Casi al anochecer
Juan y su ayudante Manolo han acabado el trabajo y salen de la obra.
Manolo cierra el candado de la cancela mientras que Juan fija al
hombro la cinta de su caja de herramientas y al girarse dirige a la
multitud que abarrota la calle una mirada agria.
- ¿No hay nadie que arregle esto? – les grita con rabia
- Vale, hombre – le aplaca Manolo – que bastante desgracia tienen
La gente
retrocede. Se apiña. Les dejan paso.
Se dirigen con
paso firme a la tienda de Matías, ese menudo y despreciable sujeto,
reconocido usurero, con el que suelen guardar las formas por ser el
promotor de la obra, quién les paga el jornal a diario.
La gente libera la
fachada de Matías, la casa vieja, la peor de la calle, sin pintar
ni reparar las maderas de sus huecos, y el interior, dicen, en
amenaza de ruina. Juan empuja la puerta de cristales, la levanta
llegado a un punto cuando arrastra en el suelo y tintinea la
campanilla que les delata. Matías sale de la oscuridad de la
trastienda apuntándoles con una escopeta.
- Somos nosotros, Matías
- Si, sí. Perdonad
Sobre el mostrador
dos velas casi acabadas iluminan una habitación pequeña atestada de
artículos de alimentación y droguería. Matías se acerca a la luz.

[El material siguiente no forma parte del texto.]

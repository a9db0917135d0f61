//! Usage statistics and recommendations.

use super::analyzer::{RarelyUsedAnalysis, RarelyUsedOptionIdentifier};
use super::tracker::{RunCounters, UsageFrequency, UsageStore, UsageTracker};
use crate::models::ConfigType;
use chrono::{DateTime, Utc};
use serde::{Deserialize, Serialize};
use std::collections::{BTreeMap, BTreeSet};

/// Architectures a healthy test matrix should cover.
const MIN_ARCHITECTURES: usize = 3;

/// Build success rate under which an option is reported as failure-correlated.
const FAILURE_CORRELATION_RATE: f64 = 0.5;

#[derive(Debug, Clone, PartialEq, Serialize, Deserialize)]
pub struct UsageStatistics {
    pub total_options: usize,
    /// Every bucket present, possibly zero.
    pub by_frequency: BTreeMap<UsageFrequency, usize>,
    /// Architecture -> number of options observed on it.
    pub architecture_coverage: BTreeMap<String, usize>,
    /// Config type -> number of options observed in it.
    pub config_type_coverage: BTreeMap<String, usize>,
    /// Runs tracked by the current process.
    pub session: RunCounters,
    /// Runs tracked against this store across restarts.
    pub run_history: RunCounters,
}

#[derive(Debug, Clone, PartialEq, Serialize, Deserialize)]
pub struct FailureCorrelatedOption {
    pub option_name: String,
    pub build_success_rate: f64,
    pub total_tests: u64,
}

#[derive(Debug, Clone, PartialEq, Serialize, Deserialize)]
pub struct UsageReport {
    pub generated_at: DateTime<Utc>,
    pub statistics: UsageStatistics,
    pub analysis: RarelyUsedAnalysis,
    pub failure_correlated: Vec<FailureCorrelatedOption>,
    pub recommendations: Vec<String>,
}

pub struct UsageReportGenerator {
    identifier: RarelyUsedOptionIdentifier,
    known_options: BTreeSet<String>,
}

impl UsageReportGenerator {
    pub fn new(identifier: RarelyUsedOptionIdentifier) -> Self {
        UsageReportGenerator {
            identifier,
            known_options: BTreeSet::new(),
        }
    }

    /// Options expected to show up in tests; unobserved ones are reported.
    pub fn with_known_options<I, S>(mut self, options: I) -> Self
    where
        I: IntoIterator<Item = S>,
        S: Into<String>,
    {
        self.known_options.extend(options.into_iter().map(Into::into));
        self
    }

    pub fn generate(&self, tracker: &UsageTracker) -> UsageReport {
        self.generate_from(&tracker.snapshot(), &tracker.session(), &tracker.run_history())
    }

    pub fn generate_from(&self, store: &UsageStore, session: &RunCounters, run_history: &RunCounters) -> UsageReport {
        let statistics = statistics(store, session, run_history);
        let analysis = self.identifier.identify(store, &self.known_options);
        let failure_correlated = self.failure_correlated(store);
        let recommendations = recommendations(&statistics, &analysis, &failure_correlated);
        UsageReport {
            generated_at: Utc::now(),
            statistics,
            analysis,
            failure_correlated,
            recommendations,
        }
    }

    fn failure_correlated(&self, store: &UsageStore) -> Vec<FailureCorrelatedOption> {
        store
            .values()
            .filter(|u| u.total_tests >= self.identifier.min_tests())
            .filter_map(|u| {
                let rate = u.build_success_rate()?;
                (rate < FAILURE_CORRELATION_RATE).then(|| FailureCorrelatedOption {
                    option_name: u.option_name.clone(),
                    build_success_rate: rate,
                    total_tests: u.total_tests,
                })
            })
            .collect()
    }
}

fn statistics(store: &UsageStore, session: &RunCounters, run_history: &RunCounters) -> UsageStatistics {
    let mut by_frequency: BTreeMap<UsageFrequency, usize> =
        UsageFrequency::ALL.iter().map(|f| (*f, 0)).collect();
    let mut architecture_coverage = BTreeMap::new();
    let mut config_type_coverage = BTreeMap::new();

    for usage in store.values() {
        *by_frequency.entry(usage.usage_frequency).or_insert(0) += 1;
        for arch in &usage.architectures_used {
            *architecture_coverage.entry(arch.clone()).or_insert(0) += 1;
        }
        for config_type in &usage.config_types_used {
            *config_type_coverage.entry(config_type.clone()).or_insert(0) += 1;
        }
    }

    UsageStatistics {
        total_options: store.len(),
        by_frequency,
        architecture_coverage,
        config_type_coverage,
        session: session.clone(),
        run_history: run_history.clone(),
    }
}

fn recommendations(
    stats: &UsageStatistics,
    analysis: &RarelyUsedAnalysis,
    failure_correlated: &[FailureCorrelatedOption],
) -> Vec<String> {
    let mut out = Vec::new();

    let covered = stats.architecture_coverage.len();
    if covered < MIN_ARCHITECTURES {
        out.push(format!(
            "Fewer than {} architectures covered ({}); add more targets to the test matrix",
            MIN_ARCHITECTURES, covered
        ));
    }

    let runs = stats.run_history.total_runs;
    if runs > 0 {
        let minimal = stats.run_history.runs_of(ConfigType::Minimal);
        if minimal * 3 < runs {
            out.push(format!(
                "Minimal configurations are {:.0}% of recorded runs, below one-third; test more minimal configs",
                minimal as f64 * 100.0 / runs as f64
            ));
        }
    }

    if !analysis.rarely_used.is_empty() {
        out.push(format!(
            "{} option(s) are rarely used; consider dropping them from the standard templates",
            analysis.rarely_used.len()
        ));
    }
    if !analysis.never_enabled.is_empty() {
        out.push(format!(
            "{} option(s) were never enabled in any tested configuration",
            analysis.never_enabled.len()
        ));
    }
    if !analysis.never_tested.is_empty() {
        out.push(format!(
            "{} known option(s) never appeared in a tested configuration: {}",
            analysis.never_tested.len(),
            analysis.never_tested.join(", ")
        ));
    }
    if !failure_correlated.is_empty() {
        let names: Vec<&str> = failure_correlated.iter().map(|f| f.option_name.as_str()).collect();
        out.push(format!(
            "Builds including {} fail more often than they succeed; investigate",
            names.join(", ")
        ));
    }

    if out.is_empty() {
        out.push("Usage coverage looks healthy".to_string());
    }
    out
}

#[cfg(test)]
mod tests {
    use super::*;
    use crate::models::{Architecture, KernelConfig, OptionValue};
    use tempfile::TempDir;

    fn config(arch: Architecture, config_type: ConfigType, value: OptionValue) -> KernelConfig {
        KernelConfig::new(
            format!("{}_{}", config_type, arch),
            arch,
            config_type,
            vec![
                ("CONFIG_FOO".to_string(), value),
                ("CONFIG_BAR".to_string(), OptionValue::Yes),
            ],
            "",
        )
        .unwrap()
    }

    #[test]
    fn test_statistics_bucket_counts() {
        let temp = TempDir::new().unwrap();
        let tracker = UsageTracker::new(temp.path().join("usage.json"));
        tracker.track_configuration(&config(Architecture::X86_64, ConfigType::Default, OptionValue::No), None);

        let report = UsageReportGenerator::new(RarelyUsedOptionIdentifier::default()).generate(&tracker);
        let stats = &report.statistics;
        assert_eq!(stats.total_options, 2);
        assert_eq!(stats.by_frequency.len(), 5);
        assert_eq!(stats.by_frequency[&UsageFrequency::NeverUsed], 1);
        assert_eq!(stats.by_frequency[&UsageFrequency::AlwaysUsed], 1);
        assert_eq!(stats.by_frequency.values().sum::<usize>(), stats.total_options);
        assert_eq!(stats.architecture_coverage["x86_64"], 2);
    }

    #[test]
    fn test_recommendations_for_narrow_matrix() {
        let temp = TempDir::new().unwrap();
        let tracker = UsageTracker::new(temp.path().join("usage.json"));
        for _ in 0..3 {
            tracker.track_configuration(&config(Architecture::Arm64, ConfigType::Maximal, OptionValue::Yes), None);
        }
        let report = UsageReportGenerator::new(RarelyUsedOptionIdentifier::new(2, 0.1))
            .with_known_options(["CONFIG_BAZ"])
            .generate(&tracker);

        let joined = report.recommendations.join("\n");
        assert!(joined.contains("Fewer than 3 architectures"));
        assert!(joined.contains("below one-third"));
        assert!(joined.contains("CONFIG_BAZ"));
        // No build result was supplied, so every observation counts as a failed build.
        assert_eq!(report.failure_correlated.len(), 2);
    }

    #[test]
    fn test_healthy_store_gets_single_recommendation() {
        let report = UsageReportGenerator::new(RarelyUsedOptionIdentifier::default()).generate_from(
            &UsageStore::new(),
            &RunCounters::default(),
            &RunCounters::default(),
        );
        // Empty store still covers zero architectures.
        assert_eq!(report.recommendations.len(), 1);
        assert!(report.recommendations[0].contains("architectures covered (0)"));
    }
}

Cruzada en su pecho lleva una canana sin una falta y en ningún
momento suelta la escopeta. Abre un cajón y saca un puñado de
billetes que empieza a contar y coloca sobre el mostrador con
parsimonia.
- Hemos rematado los azulejos de la cocina – le relata Juan mientras rebaña el jornal – mañana empezaremos con el suelo del piso de arriba. Lléguese usted que tengo que explicarle…
- Bien, bien, iré, intentaré acercarme a primera hora, ¿necesitas algo de la tienda?
- No, creo que no – responde Juan sin pararse a pensar
Manolo cobra su dinero y tampoco quiere
nada. Y susurra:
- Da cargo de conciencia salir con comida
Matías se altera
y apunta la escopeta al cristal de la puerta.
- ¡Esos hijos de puta!..., ¡van a destrozar el país, van a joderme la vida!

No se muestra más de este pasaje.